Managing Hotfixes Centrally

Historically I’ve not paid much attention to hotfixes or patches, but lately I’ve decided that I need to change that aspect of my management. I used to create a folder on the server that had the problem, copy the patch down and then apply it. As I become responsible for more and more servers, I decided that I needed a slightly better way to handle that. Also, since I tend to do pretty much anything in PowerShell I figured I needed to write some functions to do it for me. The result was the QfeLibrary.ps1, it contains several functions that can be used to help you manage your hotfixes.

I thought about how I go about patching a system, and then tried to condense that down into code. The first step is identifying when I have a problem, I usually use System Center Operations Manager to help identify when I have a problem. Once I find a problem I start researching on the internet for a solution. When I run into an issue that needs a hotfix, I’ll open the Microsoft Support page for it, and figure out if I need this patch.

A lot of patches seem to modify files, and usually the KB page will tell you what the previous version of the file was, and what the new version should be. To be honest this is where the idea came from, I was using Get-Item to retrieve the VersionInfo of a particular file and thought I should write a script for this, and then decided a script would be too much. So of course the next thought in the progression is write a pile of code with several functions…oh well.

The premise behind this is a central location to store the hotfixes. This can be a local folder or a file share, the preference would be a file share that is accessible from your servers. Then a function that will create an XML file that will hold the test. Then we’ll need a function to run that test to make sure that it’s applicable. Then a function to list all the available hotfixes in the file share. Finally a couple of functions to install and uninstall the patch, and finally a few ancillary functions to clean up, set the file share as a global variable, and perhaps one to view the URL for a given hotfix.

The first function I wanted was something that would output an object that had the Url of the article, the actual KB article number, and a way to test it. This was actually rather difficult for me, I had no problem creating an object that had a property that was a scriptblock, the problem was when I exported that to an XML file it turned into a string. In searching how to convert a string into a scriptblock I found this lovely article from three years ago.

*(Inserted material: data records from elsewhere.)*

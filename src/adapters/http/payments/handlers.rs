//! HTTP handlers for the payment endpoints.
//!
//! These handlers connect Axum routes to application layer command handlers.

use std::sync::Arc;

use axum::body::Bytes;
use axum::extract::{FromRequest, Request, State};
use axum::http::{header, StatusCode};
use axum::response::IntoResponse;
use axum::{Form, Json};

use crate::application::handlers::{
    CreatePaymentCommand, CreatePaymentHandler, ReconcileWebhookHandler,
};
use crate::config::AppConfig;
use crate::domain::payment::{PaymentDefaults, PaymentFlowError};
use crate::ports::{PaymentGateway, PaymentLedger, StorefrontNotifier};

use super::dto::{
    CreatePaymentRequest, CreatePaymentResponse, ErrorResponse, WebhookAck, WebhookEventRequest,
};

// ════════════════════════════════════════════════════════════════════════════════
// Application State
// ════════════════════════════════════════════════════════════════════════════════

/// Shared application state containing all dependencies.
///
/// This struct is cloned for each request and contains Arc-wrapped
/// dependencies for efficient sharing across handlers.
#[derive(Clone)]
pub struct PaymentsAppState {
    pub gateway: Arc<dyn PaymentGateway>,
    pub storefront: Arc<dyn StorefrontNotifier>,
    pub ledger: Arc<dyn PaymentLedger>,
    pub defaults: PaymentDefaults,
}

impl PaymentsAppState {
    /// Build state from loaded configuration and constructed adapters.
    pub fn new(
        gateway: Arc<dyn PaymentGateway>,
        storefront: Arc<dyn StorefrontNotifier>,
        ledger: Arc<dyn PaymentLedger>,
        config: &AppConfig,
    ) -> Self {
        Self {
            gateway,
            storefront,
            ledger,
            defaults: PaymentDefaults::new(
                config.yookassa.default_currency.clone(),
                config.yookassa.default_description.clone(),
            ),
        }
    }

    /// Create handlers on demand from the shared state.
    pub fn create_payment_handler(&self) -> CreatePaymentHandler {
        CreatePaymentHandler::new(self.gateway.clone(), self.defaults.clone())
    }

    pub fn reconcile_webhook_handler(&self) -> ReconcileWebhookHandler {
        ReconcileWebhookHandler::new(self.storefront.clone(), self.ledger.clone())
    }
}

// ════════════════════════════════════════════════════════════════════════════════
// Body Extraction
// ════════════════════════════════════════════════════════════════════════════════

/// Extractor accepting JSON or form-encoded bodies into the same DTO.
///
/// Decode failures are answered with the API's `{error:{message}}` shape
/// instead of the framework's default rejection body.
pub struct JsonOrForm<T>(pub T);

#[axum::async_trait]
impl<S, T> FromRequest<S> for JsonOrForm<T>
where
    S: Send + Sync,
    T: serde::de::DeserializeOwned,
{
    type Rejection = PaymentsApiError;

    async fn from_request(req: Request, state: &S) -> Result<Self, Self::Rejection> {
        let content_type = req
            .headers()
            .get(header::CONTENT_TYPE)
            .and_then(|v| v.to_str().ok())
            .unwrap_or("");

        if content_type.starts_with("application/x-www-form-urlencoded") {
            let Form(value) = Form::<T>::from_request(req, state).await.map_err(|e| {
                PaymentsApiError::from(PaymentFlowError::validation(
                    "body",
                    format!("could not decode form body: {e}"),
                ))
            })?;
            Ok(JsonOrForm(value))
        } else {
            let Json(value) = Json::<T>::from_request(req, state).await.map_err(|e| {
                PaymentsApiError::from(PaymentFlowError::validation(
                    "body",
                    format!("could not decode JSON body: {e}"),
                ))
            })?;
            Ok(JsonOrForm(value))
        }
    }
}

// ════════════════════════════════════════════════════════════════════════════════
// Handlers
// ════════════════════════════════════════════════════════════════════════════════

/// POST /api/payments - Create a payment intent and return its redirect URL
pub async fn create_payment(
    State(state): State<PaymentsAppState>,
    JsonOrForm(request): JsonOrForm<CreatePaymentRequest>,
) -> Result<impl IntoResponse, PaymentsApiError> {
    let handler = state.create_payment_handler();
    let cmd = CreatePaymentCommand::from(request);

    let created = handler.handle(cmd).await?;

    Ok(Json(CreatePaymentResponse {
        confirmation_url: created.confirmation_url,
    }))
}

/// POST /api/webhooks/yookassa - Reconcile a processor status callback
///
/// Parseable events are always acknowledged with `200 {"success":true}`,
/// whatever happened downstream; only malformed JSON is refused, so the
/// processor never redelivers an event this system already handled.
pub async fn handle_yookassa_webhook(
    State(state): State<PaymentsAppState>,
    body: Bytes,
) -> Result<impl IntoResponse, PaymentsApiError> {
    let request: WebhookEventRequest = serde_json::from_slice(&body).map_err(|e| {
        tracing::warn!(error = %e, "Webhook body is not valid JSON");
        PaymentsApiError::from(PaymentFlowError::validation(
            "body",
            "could not decode JSON body",
        ))
    })?;

    let handler = state.reconcile_webhook_handler();
    let outcome = handler.handle(request.into_command()).await;
    tracing::debug!(outcome = ?outcome, "Webhook event reconciled");

    Ok(Json(WebhookAck::ok()))
}

// ════════════════════════════════════════════════════════════════════════════════
// Error Handling
// ════════════════════════════════════════════════════════════════════════════════

/// API error type that converts payment-flow errors to HTTP responses.
pub struct PaymentsApiError(PaymentFlowError);

impl From<PaymentFlowError> for PaymentsApiError {
    fn from(err: PaymentFlowError) -> Self {
        Self(err)
    }
}

impl IntoResponse for PaymentsApiError {
    fn into_response(self) -> axum::response::Response {
        let status = match &self.0 {
            PaymentFlowError::ValidationFailed { .. } => StatusCode::BAD_REQUEST,
            PaymentFlowError::Configuration(_) | PaymentFlowError::Upstream(_) => {
                StatusCode::INTERNAL_SERVER_ERROR
            }
        };

        let body = ErrorResponse::new(self.0.message());
        (status, Json(body)).into_response()
    }
}
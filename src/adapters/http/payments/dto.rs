//! HTTP DTOs (Data Transfer Objects) for the payment endpoints.
//!
//! These types define the JSON (or form-encoded) request/response structure
//! for the public API. They serve as the boundary between HTTP and the
//! application layer: every inbound field is optional here so that presence
//! checks happen in validation, with a uniform error shape, rather than in
//! the deserializer.

use serde::{Deserialize, Serialize};

use crate::application::handlers::{CreatePaymentCommand, ReconcileWebhookCommand};

// ════════════════════════════════════════════════════════════════════════════════
// Request DTOs
// ════════════════════════════════════════════════════════════════════════════════

/// Amount as clients send it: a JSON number or a numeric string (form
/// bodies always deliver strings).
#[derive(Debug, Clone, Deserialize)]
#[serde(untagged)]
pub enum AmountField {
    Number(serde_json::Number),
    Text(String),
}

impl AmountField {
    /// Raw textual form, handed to decimal parsing at the validation
    /// boundary.
    pub fn into_raw(self) -> String {
        match self {
            AmountField::Number(n) => n.to_string(),
            AmountField::Text(s) => s,
        }
    }
}

/// Request to create a payment intent.
#[derive(Debug, Clone, Default, Deserialize)]
pub struct CreatePaymentRequest {
    /// Correlation key, unique per order.
    #[serde(default)]
    pub payment_key: Option<String>,

    /// Positive decimal amount.
    #[serde(default)]
    pub amount: Option<AmountField>,

    /// ISO 4217 code; deployment default applies when absent.
    #[serde(default)]
    pub currency: Option<String>,

    /// Order description; deployment default applies when absent.
    #[serde(default)]
    pub description: Option<String>,

    /// Buyer email for the fiscal receipt.
    #[serde(default)]
    pub customer_email: Option<String>,
}

impl From<CreatePaymentRequest> for CreatePaymentCommand {
    fn from(request: CreatePaymentRequest) -> Self {
        Self {
            payment_key: request.payment_key,
            amount: request.amount.map(AmountField::into_raw),
            currency: request.currency,
            description: request.description,
            customer_email: request.customer_email,
        }
    }
}

// ════════════════════════════════════════════════════════════════════════════════
// Webhook DTOs
// ════════════════════════════════════════════════════════════════════════════════

/// Processor-delivered webhook event.
///
/// Deliberately lenient: any well-formed JSON object parses, and absent
/// fields classify the event as unactionable instead of failing the request.
#[derive(Debug, Clone, Default, Deserialize)]
pub struct WebhookEventRequest {
    #[serde(default)]
    pub event: Option<String>,

    #[serde(default)]
    pub object: Option<WebhookPaymentObject>,
}

/// Embedded payment object of a webhook event.
#[derive(Debug, Clone, Default, Deserialize)]
pub struct WebhookPaymentObject {
    #[serde(default)]
    pub metadata: Option<WebhookMetadata>,

    #[serde(default)]
    pub amount: Option<WebhookAmount>,

    #[serde(default)]
    pub receipt: Option<WebhookReceipt>,
}

#[derive(Debug, Clone, Default, Deserialize)]
pub struct WebhookMetadata {
    #[serde(default)]
    pub payment_key: Option<String>,

    #[serde(default)]
    pub customer_email: Option<String>,
}

#[derive(Debug, Clone, Default, Deserialize)]
pub struct WebhookAmount {
    #[serde(default)]
    pub value: Option<AmountField>,
}

#[derive(Debug, Clone, Default, Deserialize)]
pub struct WebhookReceipt {
    #[serde(default)]
    pub customer: Option<WebhookCustomer>,
}

#[derive(Debug, Clone, Default, Deserialize)]
pub struct WebhookCustomer {
    #[serde(default)]
    pub email: Option<String>,
}

impl WebhookEventRequest {
    /// Flatten the nested event into a reconciliation command.
    ///
    /// The buyer email is read from the receipt customer, falling back to
    /// the metadata slot.
    pub fn into_command(self) -> ReconcileWebhookCommand {
        let object = self.object.unwrap_or_default();
        let metadata = object.metadata.unwrap_or_default();

        let customer_email = object
            .receipt
            .and_then(|r| r.customer)
            .and_then(|c| c.email)
            .or(metadata.customer_email);

        ReconcileWebhookCommand {
            kind: self.event.unwrap_or_default(),
            payment_key: metadata.payment_key,
            amount: object
                .amount
                .and_then(|a| a.value)
                .map(AmountField::into_raw),
            customer_email,
        }
    }
}

// ════════════════════════════════════════════════════════════════════════════════
// Response DTOs
// ════════════════════════════════════════════════════════════════════════════════

/// Successful payment creation response.
#[derive(Debug, Clone, Serialize)]
pub struct CreatePaymentResponse {
    /// Redirect URL the buyer completes payment at.
    pub confirmation_url: String,
}

/// Unconditional webhook acknowledgment.
#[derive(Debug, Clone, Serialize)]
pub struct WebhookAck {
    pub success: bool,
}

impl WebhookAck {
    pub fn ok() -> Self {
        Self { success: true }
    }
}

/// Error response wire shape: `{"error":{"message":"..."}}`.
#[derive(Debug, Clone, Serialize)]
pub struct ErrorResponse {
    pub error: ErrorMessage,
}

#[derive(Debug, Clone, Serialize)]
pub struct ErrorMessage {
    pub message: String,
}

impl ErrorResponse {
    pub fn new(message: impl Into<String>) -> Self {
        Self {
            error: ErrorMessage {
                message: message.into(),
            },
        }
    }
}

#[cfg(test)]
mod tests {
    use super::*;

    #[test]
    fn amount_accepts_json_number() {
        let request: CreatePaymentRequest =
            serde_json::from_str(r#"{"payment_key":"ord-1","amount":150}"#).unwrap();
        let cmd = CreatePaymentCommand::from(request);
        assert_eq!(cmd.amount.as_deref(), Some("150"));
    }

    #[test]
    fn amount_accepts_numeric_string() {
        let request: CreatePaymentRequest =
            serde_json::from_str(r#"{"payment_key":"ord-1","amount":"99.90"}"#).unwrap();
        let cmd = CreatePaymentCommand::from(request);
        assert_eq!(cmd.amount.as_deref(), Some("99.90"));
    }

    #[test]
    fn form_encoded_body_decodes_into_same_field_set() {
        let request: CreatePaymentRequest = serde_urlencoded::from_str(
            "payment_key=ord-1&amount=150&customer_email=buyer%40example.com",
        )
        .unwrap();
        let cmd = CreatePaymentCommand::from(request);
        assert_eq!(cmd.payment_key.as_deref(), Some("ord-1"));
        assert_eq!(cmd.amount.as_deref(), Some("150"));
        assert_eq!(cmd.customer_email.as_deref(), Some("buyer@example.com"));
    }

    #[test]
    fn missing_fields_stay_absent() {
        let request: CreatePaymentRequest = serde_json::from_str("{}").unwrap();
        let cmd = CreatePaymentCommand::from(request);
        assert!(cmd.payment_key.is_none());
        assert!(cmd.amount.is_none());
    }

    #[test]
    fn webhook_event_flattens_into_command() {
        let request: WebhookEventRequest = serde_json::from_str(
            r#"{
                "event": "payment.succeeded",
                "object": {
                    "metadata": {"payment_key": "ord-1"},
                    "amount": {"value": "150.00"},
                    "receipt": {"customer": {"email": "buyer@example.com"}}
                }
            }"#,
        )
        .unwrap();
        let cmd = request.into_command();

        assert_eq!(cmd.kind, "payment.succeeded");
        assert_eq!(cmd.payment_key.as_deref(), Some("ord-1"));
        assert_eq!(cmd.amount.as_deref(), Some("150.00"));
        assert_eq!(cmd.customer_email.as_deref(), Some("buyer@example.com"));
    }

    #[test]
    fn webhook_email_falls_back_to_metadata() {
        let request: WebhookEventRequest = serde_json::from_str(
            r#"{
                "event": "payment.succeeded",
                "object": {
                    "metadata": {
                        "payment_key": "ord-1",
                        "customer_email": "meta@example.com"
                    }
                }
            }"#,
        )
        .unwrap();
        let cmd = request.into_command();
        assert_eq!(cmd.customer_email.as_deref(), Some("meta@example.com"));
    }

    #[test]
    fn webhook_tolerates_empty_object() {
        let request: WebhookEventRequest = serde_json::from_str("{}").unwrap();
        let cmd = request.into_command();
        assert_eq!(cmd.kind, "");
        assert!(cmd.payment_key.is_none());
        assert!(cmd.amount.is_none());
        assert!(cmd.customer_email.is_none());
    }

    #[test]
    fn error_response_wire_shape() {
        let json = serde_json::to_value(ErrorResponse::new("amount: is required")).unwrap();
        assert_eq!(json["error"]["message"], "amount: is required");
    }

    #[test]
    fn webhook_ack_wire_shape() {
        let json = serde_json::to_value(WebhookAck::ok()).unwrap();
        assert_eq!(json["success"], true);
    }
}
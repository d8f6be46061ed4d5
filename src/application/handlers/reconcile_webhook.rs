//! ReconcileWebhookHandler - Command handler for processor status callbacks.

use std::sync::Arc;

use chrono::Utc;

use crate::domain::payment::PaymentStatus;
use crate::ports::{LedgerEntry, PaymentLedger, StorefrontNotifier};

/// Command carrying one processor-delivered event.
///
/// Every field is optional except the kind: events this system cannot
/// correlate are acknowledged without action, never treated as errors.
#[derive(Debug, Clone, Default)]
pub struct ReconcileWebhookCommand {
    /// Event kind as delivered (e.g. `payment.succeeded`).
    pub kind: String,

    /// Correlation key from the embedded payment object's metadata.
    pub payment_key: Option<String>,

    /// Amount value as delivered by the processor.
    pub amount: Option<String>,

    /// Buyer email, when the event carried one.
    pub customer_email: Option<String>,
}

/// Result of webhook reconciliation.
///
/// All variants acknowledge the event to the processor; the distinction
/// exists for logging and tests.
#[derive(Debug, Clone, PartialEq, Eq)]
pub enum ReconcileOutcome {
    /// Event was classified and fanned out downstream.
    Forwarded {
        status: PaymentStatus,
        storefront_delivered: bool,
        ledger_recorded: bool,
    },

    /// Event kind is not one this system relays.
    UnknownKind,

    /// Event carries no correlation key; not actionable.
    MissingKey,
}

/// Handler relaying processor callbacks to downstream collaborators.
///
/// The two sends run concurrently and are both always awaited; a failure in
/// one never suppresses the other, and neither failure reaches the
/// processor's response.
pub struct ReconcileWebhookHandler {
    storefront: Arc<dyn StorefrontNotifier>,
    ledger: Arc<dyn PaymentLedger>,
}

impl ReconcileWebhookHandler {
    pub fn new(storefront: Arc<dyn StorefrontNotifier>, ledger: Arc<dyn PaymentLedger>) -> Self {
        Self { storefront, ledger }
    }

    pub async fn handle(&self, cmd: ReconcileWebhookCommand) -> ReconcileOutcome {
        // 1. An event without a correlation key cannot be matched to an order
        let Some(payment_key) = cmd.payment_key.filter(|k| !k.is_empty()) else {
            tracing::info!(kind = %cmd.kind, "Webhook event carries no payment key; acknowledged");
            return ReconcileOutcome::MissingKey;
        };

        // 2. Only terminal kinds are relayed
        let Some(status) = PaymentStatus::from_event_kind(&cmd.kind) else {
            tracing::info!(
                kind = %cmd.kind,
                payment_key = %payment_key,
                "Webhook event kind not relayed; acknowledged"
            );
            return ReconcileOutcome::UnknownKind;
        };

        // 3. Fan out to both collaborators; independent failure domains
        let entry = LedgerEntry {
            payment_key: payment_key.clone(),
            amount: cmd.amount,
            customer_email: cmd.customer_email,
            status,
            created_at: Utc::now(),
        };

        let (storefront_result, ledger_result) = tokio::join!(
            self.storefront.notify_status(&payment_key, status),
            self.ledger.record(entry),
        );

        let storefront_delivered = match storefront_result {
            Ok(()) => {
                tracing::info!(payment_key = %payment_key, status = %status, "Storefront notified");
                true
            }
            Err(e) => {
                tracing::error!(payment_key = %payment_key, error = %e, "Storefront notification failed");
                false
            }
        };

        let ledger_recorded = match ledger_result {
            Ok(()) => {
                tracing::info!(payment_key = %payment_key, "Ledger entry recorded");
                true
            }
            Err(e) => {
                tracing::error!(payment_key = %payment_key, error = %e, "Ledger record failed");
                false
            }
        };

        ReconcileOutcome::Forwarded {
            status,
            storefront_delivered,
            ledger_recorded,
        }
    }
}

Once I had that straightened out everything else fell into place nicely. A function to run the test that was stored in the XML file and a pair of functions to install and uninstall a patch. The next thing I needed was a function to get a list of hotfixes available for the local system.

The function to list available hotfixes is a little complex, it will list all the hotfixes that are available based on the OS of the target system. Optionally you can get a listing of all hotfixes that are available, additionally you can then download those hotfixes. No real magic here, when I create the XML for the hotfix I use the caption property of the Win32_OperatingSystem class. I use this in the function to list hotfixes as my comparison.

QFE Workflow

The first thing that we need to do is define where we will store our hotfix files, this is done with the Set-QfeServer function. Once we’ve done that we need to figure out what the test will be, once we have the test figured out we run the New-Qfepatch function and provide the URL, KB article number, OS, processor architecture, the test and the answer. We will run this for each SKU that we are responsible for. Copy the hotfix file manually to our QfeServer location.

From the target computer, we run the Get-Qfelist function to get a list of hotfixes that are available for our OS. We can run the Get-Qfe function with the online switch to view the support article. We can run the Test-QfePatch function on the target OS to see if it applies. If we pass the download switch to Get-QfeList we will download all hotfixes for the target OS. Finally we can Install-QfePatch on the target OS.

When we’re all done, we can review the logs stored locally if we need to, and finally Clear-QfeLocalStore to zip up the installed hotfixes and log files into a time-stamped zip file.

  1. Set-QfeServer -QfeServer \serversharehotfixes
  2. New-QfePatch -URL -KB -OS -Arch -Qfefilename -Test -Answer -QfeServer
  3. Get-QfeList -QfeServer
  4. Get-Qfe -QfeServer -QfeId -Online
  5. Test-QfePatch -QfeId -QfeServer
  6. Get-QfeList -QfeServer -Download
  7. Install-QfePatch -QfeFilename
  8. Clear-QfeLocalStore

This function can be downloaded from the Mod-Posh site, or from Technet.